Within the entries below, find every line that has the string "rows", then copy it.

**** SOURCE MATERIAL

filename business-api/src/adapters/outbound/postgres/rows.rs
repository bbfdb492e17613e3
use time::OffsetDateTime;
use uuid::Uuid;

use crate::domain::models::{Business, BusinessId, Staff, StaffId};

pub(super) const BUSINESS_COLUMNS: &str =
    "id, name, description, address, business_type, status, worker_name, created_at";

pub(super) const STAFF_COLUMNS: &str =
    "id, username, password, fullname, email, role, business_id, created_at";

#[derive(Debug, sqlx::FromRow)]
pub(super) struct BusinessRow {
    pub id: Uuid,
    pub name: String,
    pub description: String,
    pub address: String,
    pub business_type: String,
    pub status: String,
    pub worker_name: String,
    pub created_at: OffsetDateTime,
}

impl BusinessRow {
    pub fn into_business(self, staffs: Vec<Staff>) -> Business {
        Business {
            id: BusinessId::new(self.id),
            name: self.name,
            description: self.description,
            address: self.address,
            business_type: self.business_type,
            status: self.status,
            created_at: self.created_at,
            worker_name: self.worker_name,
            staffs,
        }
    }
}

#[derive(Debug, sqlx::FromRow)]
pub(super) struct StaffRow {
    pub id: Uuid,
    pub username: String,
    pub password: String,
    pub fullname: String,
    pub email: String,
    pub role: String,
    pub business_id: Uuid,
    pub created_at: OffsetDateTime,
}

impl From<StaffRow> for Staff {
    fn from(row: StaffRow) -> Self {
        Staff {
            id: StaffId::new(row.id),
            username: row.username,
            password_hash: row.password,
            fullname: row.fullname,
            email: row.email,
            role: row.role,
            created_at: row.created_at,
            business_id: BusinessId::new(row.business_id),
        }
    }
}
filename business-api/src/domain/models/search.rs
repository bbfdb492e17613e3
use serde::{Deserialize, Serialize};
use serde_json::Value;
use time::OffsetDateTime;

use super::Business;

pub const DEFAULT_SEARCH_PAGE_SIZE: u32 = 10;

/// Optional per-field criteria for business searches.
///
/// Blank strings are treated the same as absent ones.
#[derive(Debug, Clone, Default, PartialEq, Deserialize)]
#[serde(default, rename_all = "camelCase")]
pub struct SearchFilter {
    pub name: Option<String>,
    pub description: Option<String>,
    pub address: Option<String>,
    #[serde(rename = "type", alias = "businessType")]
    pub business_type: Option<String>,
    pub status: Option<String>,
    #[serde(with = "time::serde::rfc3339::option")]
    pub created_after: Option<OffsetDateTime>,
    #[serde(with = "time::serde::rfc3339::option")]
    pub created_before: Option<OffsetDateTime>,
}

/// How the full-text clause spreads over the supplied filter values.
#[derive(Debug, Clone, Copy, Default, PartialEq, Eq, Deserialize)]
#[serde(rename_all = "snake_case")]
pub enum FieldCombinator {
    /// One multi-field clause over every populated field, using the last populated value.
    #[default]
    AnyField,
    /// One clause per populated field, each using its own value.
    AllFields,
}

#[derive(Debug, Clone, PartialEq)]
pub struct SearchRequest {
    pub index: String,
    pub page: u32,
    pub size: u32,
    pub sort: Option<String>,
    pub source: Vec<String>,
    pub filters: SearchFilter,
    pub combinator: FieldCombinator,
}

impl SearchRequest {
    pub fn new(index: impl Into<String>, page: Option<i64>, size: Option<i64>) -> Self {
        let page = match page {
            Some(p) if p >= 1 => p.min(u32::MAX as i64) as u32,
            _ => 1,
        };
        let size = match size {
            Some(s) if s >= 1 => s.min(u32::MAX as i64) as u32,
            _ => DEFAULT_SEARCH_PAGE_SIZE,
        };

        Self {
            index: index.into(),
            page,
            size,
            sort: None,
            source: Vec::new(),
            filters: SearchFilter::default(),
            combinator: FieldCombinator::default(),
        }
    }

    pub fn with_filters(mut self, filters: SearchFilter) -> Self {
        self.filters = filters;
        self
    }

    pub fn with_sort(mut self, sort: impl Into<String>) -> Self {
        self.sort = Some(sort.into());
        self
    }

    pub fn with_source(mut self, source: Vec<String>) -> Self {
        self.source = source;
        self
    }

    pub fn with_combinator(mut self, combinator: FieldCombinator) -> Self {
        self.combinator = combinator;
        self
    }

    /// Offset of the first hit: `(page - 1) * size`.
    pub fn from(&self) -> u64 {
        (self.page.max(1) as u64 - 1) * self.size as u64
    }
}

/// Raw hits as returned by the document index.
#[derive(Debug, Clone, Default, PartialEq)]
pub struct SearchHits {
    pub total: u64,
    pub hits: Vec<SearchHit>,
}

#[derive(Debug, Clone, PartialEq, Serialize)]
pub struct SearchHit {
    #[serde(rename = "_id")]
    pub id: String,
    #[serde(rename = "_score")]
    pub score: Option<f64>,
    #[serde(rename = "_source")]
    pub source: Value,
}

/// Field-filtered search results mapped back into businesses.
#[derive(Debug, Clone)]
pub struct BusinessSearchPage {
    pub data: Vec<Business>,
    pub total: u64,
    pub page: u32,
    pub size: u32,
}
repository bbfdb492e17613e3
mod business;
mod rows;
mod staff;

pub use business::PostgresBusinessRepository;
pub use staff::PostgresStaffRepository;

use std::{future::Future, time::Duration};

use sqlx::{Postgres, Transaction};

use crate::domain::ports::outbound::RepositoryError;

pub type PgTx = Transaction<'static, Postgres>;

/// Runs work that owns its own connection, failing with `Timeout` once `limit` elapses.
async fn bounded<T, F>(limit: Duration, work: F) -> Result<T, RepositoryError>
where
    F: Future<Output = Result<T, RepositoryError>>,
{
    tokio::time::timeout(limit, work)
        .await
        .map_err(|_| RepositoryError::Timeout(limit))?
}

/// Unique and foreign key violations become `Conflict`; everything else stays opaque.
fn classify(err: sqlx::Error) -> RepositoryError {
    if let sqlx::Error::Database(db) = &err {
        if db.is_unique_violation() || db.is_foreign_key_violation() {
            return RepositoryError::Conflict(db.message().to_string());
        }
    }
    RepositoryError::DatabaseError(err)
}
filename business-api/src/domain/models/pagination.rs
use serde::Serialize;
use strum::{Display, EnumString};

pub const DEFAULT_PAGE_SIZE: u32 = 10;
pub const MAX_PAGE_SIZE: u32 = 100;

/// A normalized, 1-based page request.
#[derive(Debug, Clone, Copy, PartialEq, Eq)]
pub struct PageRequest {
    pub page: u32,
    pub page_size: u32,
}

impl PageRequest {
    /// Missing or non-positive values fall back to page 1 / size 10; sizes are capped.
    pub fn new(page: Option<i64>, page_size: Option<i64>) -> Self {
        let page = match page {
            Some(p) if p >= 1 => p.min(u32::MAX as i64) as u32,
            _ => 1,
        };
        let page_size = match page_size {
            Some(s) if s >= 1 => s.min(MAX_PAGE_SIZE as i64) as u32,
            _ => DEFAULT_PAGE_SIZE,
        };

        Self { page, page_size }
    }

    pub fn offset(&self) -> i64 {
        (self.page as i64 - 1) * self.page_size as i64
    }

    pub fn limit(&self) -> i64 {
        self.page_size as i64
    }
}

impl Default for PageRequest {
    fn default() -> Self {
        Self::new(None, None)
    }
}

#[derive(Debug, Clone, Copy, PartialEq, Eq, Serialize)]
#[serde(rename_all = "snake_case")]
pub struct PageMeta {
    pub page: u32,
    pub page_size: u32,
    pub total: i64,
    pub total_pages: i64,
}

impl PageMeta {
    pub fn new(request: PageRequest, total: i64) -> Self {
        let size = request.page_size.max(1) as i64;
        Self {
            page: request.page,
            page_size: request.page_size,
            total,
            total_pages: (total + size - 1) / size,
        }
    }
}

/// One page of results plus its metadata.
#[derive(Debug, Clone, Serialize)]
pub struct Page<T> {
    pub data: Vec<T>,
    pub meta: PageMeta,
}

impl<T> Page<T> {
    pub fn new(data: Vec<T>, request: PageRequest, total: i64) -> Self {
        Self {
            data,
            meta: PageMeta::new(request, total),
        }
    }
}

#[derive(Display, Debug, Clone, Copy, PartialEq, Eq, EnumString)]
pub enum SortDirection {
    #[strum(ascii_case_insensitive, serialize = "ASC")]
    Asc,
    #[strum(ascii_case_insensitive, serialize = "DESC")]
    Desc,
}

/// An ORDER BY clause restricted to a whitelist of column names.
#[derive(Debug, Clone, Copy, PartialEq, Eq)]
pub struct ListSort {
    pub column: &'static str,
    pub direction: SortDirection,
}

impl ListSort {
    pub const fn newest_first() -> Self {
        Self {
            column: "created_at",
            direction: SortDirection::Desc,
        }
    }

    /// Parses `"column direction"` or `"column:direction"`.
    ///
    /// Returns `None` when the column is not in `allowed` or the direction is unknown,
    /// so the raw value never reaches SQL.
    pub fn parse(raw: &str, allowed: &[&'static str]) -> Option<Self> {
        let raw = raw.trim();
        let (column, direction) = match raw.split_once(|c: char| c == ':' || c.is_whitespace()) {
            Some((column, direction)) => (column.trim(), direction.trim().parse().ok()?),
            None => (raw, SortDirection::Asc),
        };

        let column = allowed.iter().find(|allowed| **allowed == column)?;
        Some(Self {
            column,
            direction,
        })
    }

    pub fn parse_or_default(raw: Option<&str>, allowed: &[&'static str]) -> Self {
        raw.and_then(|raw| Self::parse(raw, allowed))
            .unwrap_or_else(Self::newest_first)
    }
}

impl Default for ListSort {
    fn default() -> Self {
        Self::newest_first()
    }
}
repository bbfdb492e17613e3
pub mod http;
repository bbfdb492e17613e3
//! Synthetic business data for bulk ingestion.

use rand::{seq::SliceRandom, Rng};

use crate::domain::models::NewBusiness;

pub const BUSINESS_TYPES: [&str; 3] = ["type1", "type2", "type3"];

const ADJECTIVES: &[&str] = &[
    "Amber", "Brisk", "Clever", "Dapper", "Eager", "Fuzzy", "Giddy", "Hollow", "Jolly", "Lucky",
    "Mellow", "Nimble", "Plucky", "Quirky", "Rusty", "Snappy", "Tidy", "Witty", "Zesty", "Bold",
];

const NOUNS: &[&str] = &[
    "Badger", "Bakery", "Canyon", "Dolphin", "Falcon", "Garden", "Harbor", "Kettle", "Lantern",
    "Meadow", "Otter", "Pepper", "Quarry", "Rocket", "Saddle", "Teapot", "Walrus", "Willow",
];

const SUFFIXES: &[&str] = &["Co", "Group", "Works", "Studio", "Supply", "Labs", "Traders"];

const WORDS: &[&str] = &[
    "quality", "service", "local", "family", "owned", "since", "serving", "community", "fresh",
    "trusted", "craft", "daily", "friendly", "modern", "classic", "goods", "repairs", "delivery",
    "premium", "affordable", "seasonal", "handmade", "experts", "open", "weekends", "and", "the",
];

const STREETS: &[&str] = &[
    "Main", "Oak", "Pine", "Maple", "Cedar", "Elm", "Lake", "Hill", "Park", "River", "Sunset",
];

const STREET_KINDS: &[&str] = &["St", "Ave", "Rd", "Blvd", "Ln", "Way"];

const CITIES: &[&str] = &[
    "Springfield", "Riverton", "Fairview", "Greenville", "Madison", "Georgetown", "Franklin",
    "Clinton", "Salem", "Ashland",
];

/// Generates `count` businesses with a random name, paragraph, address and type.
///
/// Status and worker label are left empty; workers stamp their label before insert.
pub fn generate_businesses<R: Rng>(rng: &mut R, count: usize) -> Vec<NewBusiness> {
    (0..count).map(|_| generate_business(rng)).collect()
}

pub fn generate_business<R: Rng>(rng: &mut R) -> NewBusiness {
    NewBusiness {
        name: silly_name(rng),
        description: paragraph(rng),
        address: address(rng),
        business_type: pick(rng, &BUSINESS_TYPES).to_string(),
        status: String::new(),
        worker_name: String::new(),
    }
}

fn pick<'a, R: Rng>(rng: &mut R, words: &[&'a str]) -> &'a str {
    words.choose(rng).copied().unwrap_or_default()
}

fn silly_name<R: Rng>(rng: &mut R) -> String {
    format!(
        "{} {} {}",
        pick(rng, ADJECTIVES),
        pick(rng, NOUNS),
        pick(rng, SUFFIXES)
    )
}

fn paragraph<R: Rng>(rng: &mut R) -> String {
    let sentences = rng.gen_range(2..=4);
    (0..sentences)
        .map(|_| {
            let len = rng.gen_range(5..=12);
            let words: Vec<&str> = (0..len).map(|_| pick(rng, WORDS)).collect();
            let mut sentence = words.join(" ");
            if let Some(first) = sentence.get_mut(0..1) {
                first.make_ascii_uppercase();
            }
            sentence.push('.');
            sentence
        })
        .collect::<Vec<_>>()
        .join(" ")
}

fn address<R: Rng>(rng: &mut R) -> String {
    format!(
        "{} {} {}, {} {:05}",
        rng.gen_range(1..=9999),
        pick(rng, STREETS),
        pick(rng, STREET_KINDS),
        pick(rng, CITIES),
        rng.gen_range(10000..=99999)
    )
}
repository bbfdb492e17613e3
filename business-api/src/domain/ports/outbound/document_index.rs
use async_trait::async_trait;
use serde_json::Value;

use super::DocumentIndexError;
use crate::domain::models::SearchHits;

/// A document to write in a bulk request.
#[derive(Debug, Clone)]
pub struct IndexDocument {
    pub id: String,
    pub source: Value,
}

/// OpenSearch/Elasticsearch-compatible document store.
#[async_trait]
pub trait DocumentIndex: Send + Sync + 'static {
    async fn index_exists(&self, index: &str) -> Result<bool, DocumentIndexError>;

    async fn create_index(&self, index: &str, mapping: &Value) -> Result<(), DocumentIndexError>;

    async fn index_document(
        &self,
        index: &str,
        id: &str,
        document: &Value,
    ) -> Result<(), DocumentIndexError>;

    async fn bulk_index(
        &self,
        index: &str,
        documents: &[IndexDocument],
    ) -> Result<(), DocumentIndexError>;

    /// Runs a query DSL body and returns its hits. A missing total is reported as 0.
    async fn search(&self, index: &str, body: &Value) -> Result<SearchHits, DocumentIndexError>;

    async fn ping(&self) -> Result<(), DocumentIndexError>;
}
use async_trait::async_trait;

use super::RepositoryError;
use crate::domain::models::{Business, BusinessId, BusinessListQuery, NewBusiness, Page};

/// Persistence for businesses.
///
/// Every method takes an optional transaction. With `None` the implementation opens its
/// own connection (and transaction for writes) bounded by its configured query timeout.
#[async_trait]
pub trait BusinessRepository: Send + Sync + 'static {
    type Tx: Send + 'static;

    async fn begin(&self) -> Result<Self::Tx, RepositoryError>;

    async fn commit(&self, tx: Self::Tx) -> Result<(), RepositoryError>;

    async fn create(
        &self,
        business: &NewBusiness,
        tx: Option<&mut Self::Tx>,
    ) -> Result<Business, RepositoryError>;

    /// Inserts all rows in one statement and returns them with their generated ids.
    async fn create_batch(
        &self,
        businesses: &[NewBusiness],
        tx: Option<&mut Self::Tx>,
    ) -> Result<Vec<Business>, RepositoryError>;

    /// Returns `RepositoryError::NotFound` when no row matches.
    async fn get_one(
        &self,
        id: BusinessId,
        tx: Option<&mut Self::Tx>,
    ) -> Result<Business, RepositoryError>;

    async fn get_one_with_staffs(
        &self,
        id: BusinessId,
        tx: Option<&mut Self::Tx>,
    ) -> Result<Business, RepositoryError>;

    async fn update(
        &self,
        business: &Business,
        tx: Option<&mut Self::Tx>,
    ) -> Result<Business, RepositoryError>;

    async fn delete(&self, id: BusinessId, tx: Option<&mut Self::Tx>)
        -> Result<(), RepositoryError>;

    async fn list(
        &self,
        query: &BusinessListQuery,
        tx: Option<&mut Self::Tx>,
    ) -> Result<Page<Business>, RepositoryError>;

    async fn list_with_staffs(
        &self,
        query: &BusinessListQuery,
        tx: Option<&mut Self::Tx>,
    ) -> Result<Page<Business>, RepositoryError>;
}
mod requests;
mod responses;

pub use requests::*;
pub use responses::*;
mod business_repository;
mod document_index;
mod error;
mod staff_repository;

pub use business_repository::*;
pub use document_index::*;
pub use error::*;
pub use staff_repository::*;
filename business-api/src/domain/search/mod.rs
//! Business search over an OpenSearch/Elasticsearch-compatible index.
//!
//! - [`query`] builds query DSL bodies from
//!   [`SearchRequest`](crate::domain::models::SearchRequest)s
//! - [`document`] defines the indexed document shape and the index mapping

pub mod document;
pub mod query;

pub use document::*;
pub use query::*;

********

[OUTPUT BELOW]
filename business-api/src/adapters/outbound/postgres/rows.rs
mod rows;
    /// Inserts all rows in one statement and returns them with their generated ids.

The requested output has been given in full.